If you’re not getting automatic updates, then subtract 1 from your SaaS-o-meter. A true SaaS solution maintains a single shared instance of the application. When the vendor makes updates to the solution or adds new features, all of their customers automatically benefit from these updates. This single instance model allows solution providers to be more agile in their product development cycles — providing updates and new capabilities at a far more rapid pace than their SaaS(ish) counterparts. So, if you’re waiting around for six months for your personal instance of the SaaS application to be upgraded with the latest and greatest features, then you really aren’t using SaaS — you’re essentially using a managed hosting solution.
Test 3: Can I buy the solution online?
If you answered no to this question, then subtract… OK — I think you get the point. If you’re evaluating the solution and your evaluation period is about to expire and you want to buy it, the solution should let you put in a credit card and subscribe to the service. If you are forced to call a sales rep to make the purchase, it isn’t SaaS. You may prefer to talk to a sales rep and not put the purchase on you credit card, but I guarantee any vendor will let you do that. Of course you may not want to keep it on your credit card indefinitely, but having that as an option lets you get rolling with the service fast, while you work out the longer-term payment options.
Test 4: Is there a free tier of the service that is also delivered via SaaS?

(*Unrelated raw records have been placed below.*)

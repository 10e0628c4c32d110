//! The C runtime that defines the stdlib entry points.
//!
//! The sources are embedded in the driver and written next to the build
//! output before linking, so `stc build` works without an `stc.toml`.

use std::path::{Path, PathBuf};

use tracing::debug;

use crate::error::{Error, Result};

/// Bundled runtime sources as `(file name, contents)`.
pub const SOURCES: &[(&str, &str)] = &[("console.c", include_str!("../runtime/console.c"))];

/// Write the bundled sources into `dir` and return their paths.
pub fn write_sources(dir: &Path) -> Result<Vec<PathBuf>> {
    std::fs::create_dir_all(dir).map_err(Error::io(dir))?;
    SOURCES
        .iter()
        .map(|(name, contents)| {
            let path = dir.join(name);
            std::fs::write(&path, contents).map_err(Error::io(&path))?;
            debug!(path = %path.display(), "wrote runtime source");
            Ok(path)
        })
        .collect()
}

These days, any true SaaS solution has a Freemium business model. In short, you should be able to use a limited version of the product (yes, it’s limited because it’s free) forever on the same SaaS infrastructure as paying customers use. Why is this important? Well, someday you may want to upgrade from the free version to a paid version. And having your data live on through this transition is going to be critical. You don’t want to be saying, “I’ve used your free service for a year. Now I’m ready to pay for your premium services and you’re telling me I have to start over. My historical data is gone!”

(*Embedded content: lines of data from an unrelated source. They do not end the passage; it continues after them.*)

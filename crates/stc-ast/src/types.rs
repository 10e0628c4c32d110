//! Source-level types reported by the front end.

use std::collections::HashMap;

use serde::{Deserialize, Serialize};

use crate::node_id::NodeId;

/// The type the front end inferred for a node.
///
/// This mirrors the checker's type flags rather than the code generator's
/// scalar set; mapping between the two happens in the code generator.
#[derive(Clone, Debug, PartialEq, Eq, Hash, Serialize, Deserialize)]
#[serde(rename_all = "snake_case")]
pub enum SourceType {
    StringLiteral,
    NumberLiteral,
    BooleanLiteral,
    String,
    Number,
    Boolean,
    #[serde(rename = "bigint")]
    BigInt,
    Void,
    Null,
    /// A named alias declared by the runtime, e.g. `i32` or `char`.
    Named(String),
    /// Anything else, with the checker's own rendering of the type.
    Other(String),
}

impl std::fmt::Display for SourceType {
    fn fmt(&self, f: &mut std::fmt::Formatter<'_>) -> std::fmt::Result {
        match self {
            SourceType::StringLiteral => f.write_str("string literal"),
            SourceType::NumberLiteral => f.write_str("number literal"),
            SourceType::BooleanLiteral => f.write_str("boolean literal"),
            SourceType::String => f.write_str("string"),
            SourceType::Number => f.write_str("number"),
            SourceType::Boolean => f.write_str("boolean"),
            SourceType::BigInt => f.write_str("bigint"),
            SourceType::Void => f.write_str("void"),
            SourceType::Null => f.write_str("null"),
            SourceType::Named(name) | SourceType::Other(name) => f.write_str(name),
        }
    }
}

/// Per-node type lookup provided by the front end.
pub trait TypeQuery {
    /// The type inferred for `node`, if the checker recorded one.
    fn type_of(&self, node: NodeId) -> Option<SourceType>;
}

/// Map-backed [`TypeQuery`].
#[derive(Clone, Debug, Default, PartialEq)]
pub struct TypeTable {
    types: HashMap<NodeId, SourceType>,
}

impl TypeTable {
    pub fn new() -> Self {
        Self::default()
    }

    /// Record the type of `node`, replacing any earlier entry.
    pub fn insert(&mut self, node: NodeId, ty: SourceType) {
        self.types.insert(node, ty);
    }

    pub fn get(&self, node: NodeId) -> Option<&SourceType> {
        self.types.get(&node)
    }

    pub fn len(&self) -> usize {
        self.types.len()
    }

    pub fn is_empty(&self) -> bool {
        self.types.is_empty()
    }

    /// Entries sorted by node id.
    pub fn entries(&self) -> Vec<(NodeId, &SourceType)> {
        let mut entries: Vec<_> = self.types.iter().map(|(id, ty)| (*id, ty)).collect();
        entries.sort_by_key(|(id, _)| *id);
        entries
    }
}

impl TypeQuery for TypeTable {
    fn type_of(&self, node: NodeId) -> Option<SourceType> {
        self.types.get(&node).cloned()
    }
}

impl FromIterator<(NodeId, SourceType)> for TypeTable {
    fn from_iter<I: IntoIterator<Item = (NodeId, SourceType)>>(iter: I) -> Self {
        Self {
            types: iter.into_iter().collect(),
        }
    }
}
//! Main compiler interface
//!
//! This module provides the high-level interface for compiling a program
//! to a native object file using Cranelift.

use std::collections::HashMap;
use std::fmt::Write as _;

use cranelift_codegen::ir::types as cl_types;
use cranelift_codegen::ir::{self as cl_ir, AbiParam, ExternalName, InstructionData, Signature, UserFuncName};
use cranelift_codegen::isa::TargetIsa;
use cranelift_codegen::settings::{self, Configurable};
use cranelift_frontend::{FunctionBuilder, FunctionBuilderContext};
use cranelift_module::{FuncId, Linkage, Module};
use cranelift_object::{ObjectBuilder, ObjectModule, ObjectProduct};
use stc_ast::{Program, TypeQuery};
use target_lexicon::Triple;
use tracing::{debug, instrument};

use crate::codegen::CodeGenerator;
use crate::constants::Constant;
use crate::context::CompilationContext;
use crate::errors::{CompilationErrorKind, CompilationResult};
use crate::target::TargetInfo;

/// Name of the implicit entry function.
pub const ENTRY_NAME: &str = "main";

#[derive(Clone, Debug)]
pub struct CompilerOptions {
    /// Module name, recorded in the object file.
    pub name: String,
    /// Target triple; the host when `None`.
    pub target: Option<Triple>,
    /// Emit position-independent code.
    pub pic: bool,
}

impl Default for CompilerOptions {
    fn default() -> Self {
        Self {
            name: "main".to_string(),
            target: None,
            pic: true,
        }
    }
}

/// Compiler for one module. Consumed by [`StcCompiler::compile_program`].
pub struct StcCompiler {
    name: String,
    target: TargetInfo,
    module: ObjectModule,
    context: CompilationContext,
}

impl StcCompiler {
    /// Create a new compiler for the given target
    pub fn new(options: CompilerOptions) -> CompilationResult<Self> {
        let target = TargetInfo::from_triple(options.target.unwrap_or_else(Triple::host));

        let mut flag_builder = settings::builder();
        flag_builder.set("use_colocated_libcalls", "false")?;
        flag_builder.set("is_pic", if options.pic { "true" } else { "false" })?;

        let isa_builder = cranelift_codegen::isa::lookup(target.triple.clone())?;
        let isa = isa_builder.finish(settings::Flags::new(flag_builder))?;

        let object_builder = ObjectBuilder::new(
            isa,
            options.name.clone(),
            cranelift_module::default_libcall_names(),
        )?;
        let module = ObjectModule::new(object_builder);

        Ok(StcCompiler {
            name: options.name,
            target,
            module,
            context: CompilationContext::new()?,
        })
    }

    pub fn target(&self) -> &TargetInfo {
        &self.target
    }

    /// Compile a program into a verified module.
    #[instrument(skip_all, fields(module = %self.name))]
    pub fn compile_program(
        self,
        program: &Program,
        types: &dyn TypeQuery,
    ) -> CompilationResult<CompiledModule> {
        let StcCompiler {
            name,
            target,
            mut module,
            mut context,
        } = self;

        let mut sig = module.make_signature();
        sig.returns.push(AbiParam::new(cl_types::I32));
        let main_id = module.declare_function(ENTRY_NAME, Linkage::Export, &sig)?;

        let mut ctx = module.make_context();
        ctx.func.signature = sig;
        ctx.func.name = UserFuncName::testcase(ENTRY_NAME);

        let mut function_map = HashMap::new();
        let mut func_ctx = FunctionBuilderContext::new();
        {
            let builder = FunctionBuilder::new(&mut ctx.func, &mut func_ctx);
            let mut codegen =
                CodeGenerator::new(&mut module, builder, &mut context, types, &mut function_map);
            codegen.compile_program(program)?;
            codegen.finish();
        }

        let imports = collect_imports(&module, &function_map);
        let constants: Vec<Constant> = context.constants.into_vec();
        let layout = ModuleLayout {
            name: &name,
            target: &target,
            constants: &constants,
            imports: &imports,
        };
        verify(&ctx.func, module.isa(), &layout)?;

        let entry = ctx.func.clone();
        module.define_function(main_id, &mut ctx)?;
        debug!(
            constants = constants.len(),
            imports = imports.len(),
            "module verified and defined"
        );

        Ok(CompiledModule {
            name,
            target,
            entry,
            imports,
            constants,
            product: module.finish(),
        })
    }
}

/// A function declared but not defined by the module.
#[derive(Clone, Debug, PartialEq)]
pub struct Import {
    pub name: String,
    pub id: FuncId,
    pub signature: Signature,
}

fn collect_imports(module: &ObjectModule, function_map: &HashMap<String, FuncId>) -> Vec<Import> {
    let mut imports: Vec<Import> = function_map
        .iter()
        .map(|(name, id)| Import {
            name: name.clone(),
            id: *id,
            signature: module.declarations().get_function_decl(*id).signature.clone(),
        })
        .collect();
    imports.sort_by_key(|import| import.id.as_u32());
    imports
}

/// Structural verification of the entry function. On failure the error
/// carries the verifier output and the whole module rendered as text.
fn verify(func: &cl_ir::Function, isa: &dyn TargetIsa, layout: &ModuleLayout<'_>) -> CompilationResult<()> {
    cranelift_codegen::verify_function(func, isa).map_err(|errors| {
        CompilationErrorKind::VerificationFailed {
            errors: errors.to_string(),
            module: layout.render(func),
        }
        .into()
    })
}

/// Everything the textual module dump needs besides the entry function.
struct ModuleLayout<'m> {
    name: &'m str,
    target: &'m TargetInfo,
    constants: &'m [Constant],
    imports: &'m [Import],
}

impl ModuleLayout<'_> {
    fn render(&self, entry: &cl_ir::Function) -> String {
        let mut out = String::new();
        let _ = writeln!(out, "; module {}", self.name);
        let _ = writeln!(out, "; target {}", self.target.triple);
        let _ = writeln!(out, "; data-layout {}", self.target.data_layout());
        if !self.constants.is_empty() {
            out.push('\n');
        }
        for constant in self.constants {
            let _ = writeln!(
                out,
                "data {} = \"{}\\0\" ; {}",
                constant.name,
                constant.source.escape_default(),
                constant.ty
            );
        }
        if !self.imports.is_empty() {
            out.push('\n');
        }
        for import in self.imports {
            let _ = writeln!(out, "declare {}{}", import.name, import.signature);
        }
        out.push('\n');
        let _ = write!(out, "{}", entry.display());
        out
    }
}

/// A verified module and its native object.
pub struct CompiledModule {
    name: String,
    target: TargetInfo,
    entry: cl_ir::Function,
    imports: Vec<Import>,
    constants: Vec<Constant>,
    product: ObjectProduct,
}

impl CompiledModule {
    pub fn name(&self) -> &str {
        &self.name
    }

    pub fn triple(&self) -> &Triple {
        &self.target.triple
    }

    pub fn data_layout(&self) -> String {
        self.target.data_layout()
    }

    /// IR of the entry function, before lowering to machine code.
    pub fn entry_function(&self) -> &cl_ir::Function {
        &self.entry
    }

    pub fn imports(&self) -> &[Import] {
        &self.imports
    }

    pub fn constants(&self) -> &[Constant] {
        &self.constants
    }

    /// Symbols called from the entry function, in instruction order.
    pub fn callees(&self) -> Vec<&str> {
        let func = &self.entry;
        let mut callees = Vec::new();
        for block in func.layout.blocks() {
            for inst in func.layout.block_insts(block) {
                let InstructionData::Call { func_ref, .. } = func.dfg.insts[inst] else {
                    continue;
                };
                let ExternalName::User(name_ref) = &func.dfg.ext_funcs[func_ref].name else {
                    continue;
                };
                let index = func.params.user_named_funcs()[*name_ref].index;
                if let Some(import) = self.imports.iter().find(|i| i.id.as_u32() == index) {
                    callees.push(import.name.as_str());
                }
            }
        }
        callees
    }

    /// Emit the native object file.
    pub fn emit_object(self) -> CompilationResult<Vec<u8>> {
        Ok(self.product.emit()?)
    }
}

impl std::fmt::Display for CompiledModule {
    fn fmt(&self, f: &mut std::fmt::Formatter<'_>) -> std::fmt::Result {
        let layout = ModuleLayout {
            name: &self.name,
            target: &self.target,
            constants: &self.constants,
            imports: &self.imports,
        };
        f.write_str(&layout.render(&self.entry))
    }
}
//! Statement and expression nodes.
//!
//! Only the node kinds the code generator looks at are modelled in detail.
//! Everything else the front end produces is carried as `Other` with its
//! syntax-kind name so the generator can report what it skipped.

use serde::{Deserialize, Serialize};

use crate::node_id::NodeId;

/// A whole compilation unit: the top-level statements of one source file.
#[derive(Clone, Debug, Default, PartialEq, Serialize, Deserialize)]
pub struct Program {
    /// Module name, used for the object file and the IR dump.
    pub name: String,
    pub statements: Vec<Stmt>,
}

/// A statement in the AST.
#[derive(Clone, Debug, PartialEq, Serialize, Deserialize)]
pub struct Stmt {
    pub id: NodeId,
    pub kind: StmtKind,
}

impl Stmt {
    pub fn new(id: NodeId, kind: StmtKind) -> Self {
        Self { id, kind }
    }
}

#[derive(Clone, Debug, PartialEq, Serialize, Deserialize)]
#[serde(rename_all = "snake_case")]
pub enum StmtKind {
    /// `{ ... }`
    Block(Vec<Stmt>),

    /// An expression evaluated for its side effects: `foo();`
    Expression(Expr),

    /// `let a = 1, b = 2;`
    Variable(Vec<VarDecl>),

    /// `for (init; condition; incrementor) body`
    For(ForStmt),

    // === Recognized but not lowered ===
    If {
        condition: Expr,
        then_branch: Box<Stmt>,
        else_branch: Option<Box<Stmt>>,
    },

    While {
        condition: Expr,
        body: Box<Stmt>,
    },

    Return(Option<Expr>),

    /// `;`
    Empty,

    /// End-of-file marker emitted by the parser.
    EndOfFile,

    /// Any other statement kind, by its syntax-kind name.
    Other(String),
}

impl StmtKind {
    /// Syntax-kind name, used in diagnostics.
    pub fn name(&self) -> &str {
        match self {
            StmtKind::Block(_) => "Block",
            StmtKind::Expression(_) => "ExpressionStatement",
            StmtKind::Variable(_) => "VariableStatement",
            StmtKind::For(_) => "ForStatement",
            StmtKind::If { .. } => "IfStatement",
            StmtKind::While { .. } => "WhileStatement",
            StmtKind::Return(_) => "ReturnStatement",
            StmtKind::Empty => "EmptyStatement",
            StmtKind::EndOfFile => "EndOfFileToken",
            StmtKind::Other(name) => name,
        }
    }
}

/// One declaration inside a variable statement or a for-loop initializer.
#[derive(Clone, Debug, PartialEq, Serialize, Deserialize)]
pub struct VarDecl {
    pub id: NodeId,
    pub name: String,
    /// Explicit type annotation as written, e.g. `i32`.
    #[serde(default)]
    pub annotation: Option<String>,
    #[serde(default)]
    pub init: Option<Expr>,
}

#[derive(Clone, Debug, PartialEq, Serialize, Deserialize)]
pub struct ForStmt {
    #[serde(default)]
    pub initializer: Option<ForInit>,
    #[serde(default)]
    pub condition: Option<Expr>,
    #[serde(default)]
    pub incrementor: Option<Expr>,
    pub body: Box<Stmt>,
}

#[derive(Clone, Debug, PartialEq, Serialize, Deserialize)]
#[serde(rename_all = "snake_case")]
pub enum ForInit {
    Variables(Vec<VarDecl>),
    Expression(Expr),
}

/// An expression in the AST.
#[derive(Clone, Debug, PartialEq, Serialize, Deserialize)]
pub struct Expr {
    /// Key into the type table.
    pub id: NodeId,
    pub kind: Box<ExprKind>,
}

impl Expr {
    pub fn new(id: NodeId, kind: ExprKind) -> Self {
        Self {
            id,
            kind: Box::new(kind),
        }
    }

    /// The dotted path of an identifier or property-access chain.
    ///
    /// `console.log` yields `Some("console.log")`; anything that is not a
    /// plain chain of names yields `None`.
    pub fn dotted_path(&self) -> Option<String> {
        match &*self.kind {
            ExprKind::Identifier(name) => Some(name.clone()),
            ExprKind::PropertyAccess { object, name } => {
                let mut path = object.dotted_path()?;
                path.push('.');
                path.push_str(name);
                Some(path)
            }
            _ => None,
        }
    }
}

#[derive(Clone, Debug, PartialEq, Serialize, Deserialize)]
#[serde(rename_all = "snake_case")]
pub enum ExprKind {
    // === References ===
    Identifier(String),

    /// `object.name`
    PropertyAccess { object: Expr, name: String },

    // === Calls ===
    Call { callee: Expr, args: Vec<Expr> },

    // === Literals ===
    StringLiteral(String),

    /// Numeric literal as it appears in the source: `42`, `3.5`
    NumericLiteral(String),

    BooleanLiteral(bool),

    NullLiteral,

    // === Operators ===
    Binary { op: BinaryOp, lhs: Expr, rhs: Expr },

    /// `++x`, `--x`, `-x`, `!x`
    PrefixUnary { op: UnaryOp, operand: Expr },

    /// `x++`, `x--`
    PostfixUnary { op: UnaryOp, operand: Expr },

    /// Any other expression kind, by its syntax-kind name.
    Other(String),
}

impl ExprKind {
    pub fn name(&self) -> &str {
        match self {
            ExprKind::Identifier(_) => "Identifier",
            ExprKind::PropertyAccess { .. } => "PropertyAccessExpression",
            ExprKind::Call { .. } => "CallExpression",
            ExprKind::StringLiteral(_) => "StringLiteral",
            ExprKind::NumericLiteral(_) => "NumericLiteral",
            ExprKind::BooleanLiteral(_) => "BooleanLiteral",
            ExprKind::NullLiteral => "NullKeyword",
            ExprKind::Binary { .. } => "BinaryExpression",
            ExprKind::PrefixUnary { .. } => "PrefixUnaryExpression",
            ExprKind::PostfixUnary { .. } => "PostfixUnaryExpression",
            ExprKind::Other(name) => name,
        }
    }
}

#[derive(Clone, Copy, Debug, PartialEq, Eq, Hash, Serialize, Deserialize)]
#[serde(rename_all = "snake_case")]
pub enum BinaryOp {
    Add,
    Sub,
    Mul,
    Div,
    Assign,
    Eq,
    StrictEq,
    NotEq,
    StrictNotEq,
    Lt,
    Le,
    Gt,
    Ge,
    And,
    Or,
}

impl BinaryOp {
    pub fn is_comparison(self) -> bool {
        matches!(
            self,
            BinaryOp::Eq
                | BinaryOp::StrictEq
                | BinaryOp::NotEq
                | BinaryOp::StrictNotEq
                | BinaryOp::Lt
                | BinaryOp::Le
                | BinaryOp::Gt
                | BinaryOp::Ge
        )
    }

    pub fn as_str(self) -> &'static str {
        match self {
            BinaryOp::Add => "+",
            BinaryOp::Sub => "-",
            BinaryOp::Mul => "*",
            BinaryOp::Div => "/",
            BinaryOp::Assign => "=",
            BinaryOp::Eq => "==",
            BinaryOp::StrictEq => "===",
            BinaryOp::NotEq => "!=",
            BinaryOp::StrictNotEq => "!==",
            BinaryOp::Lt => "<",
            BinaryOp::Le => "<=",
            BinaryOp::Gt => ">",
            BinaryOp::Ge => ">=",
            BinaryOp::And => "&&",
            BinaryOp::Or => "||",
        }
    }
}

impl std::fmt::Display for BinaryOp {
    fn fmt(&self, f: &mut std::fmt::Formatter<'_>) -> std::fmt::Result {
        f.write_str(self.as_str())
    }
}

#[derive(Clone, Copy, Debug, PartialEq, Eq, Hash, Serialize, Deserialize)]
#[serde(rename_all = "snake_case")]
pub enum UnaryOp {
    Increment,
    Decrement,
    Minus,
    Not,
}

Test 5: Can you scale your use of the solution automatically?
This one is a little tricky because lots of vendors will say their solution allows this and it’s kind of hard to test until you actually need to do it. One way to gauge this is to use the initial setup / installation process as a proxy for how the scaling will go. But there are really two aspects to this test that you should consider before buying. First, does your vendor actually provide a flexible or streamlined sales process for scaling your usage beyond your current plan? If it takes weeks or months to add more users or another widget — well that’s just not SaaS. The other aspect is how easily the actual technology scales, which may not apply for all SaaS solutions (e.g. Salesforce.com). If there is a software component that needs to be installed (say an application monitoring agent), then verify that the installation process can be easily automated. You don’t want to find yourself manually installing software on 1,000 servers one at a time.
Test 6: Is the entire solution delivered via SaaS?
Some vendors are in a rush to have a SaaS offering and as it turns out building a real SaaS solution isn’t all that easy. To get their SaaS checkmark, many vendors put one or two features into a SaaS offering and leave the bulk of the functionality in their on-premise solution. You’ll either end up with some hybrid SaaS / on-premise solution to get the full feature set or end up with a SaaS solution that has a small subset of the features you actually want.
So, there you have it — six key tests you can use to determine if a solution is SaaS or SaaS(ish). Certainly, one of the benefits of SaaS is having the software and supporting infrastructure hosted and managed by a third party. But that’s just the basics. You’ll want more out of your SaaS solution and I think these six tests will help you make the right decision.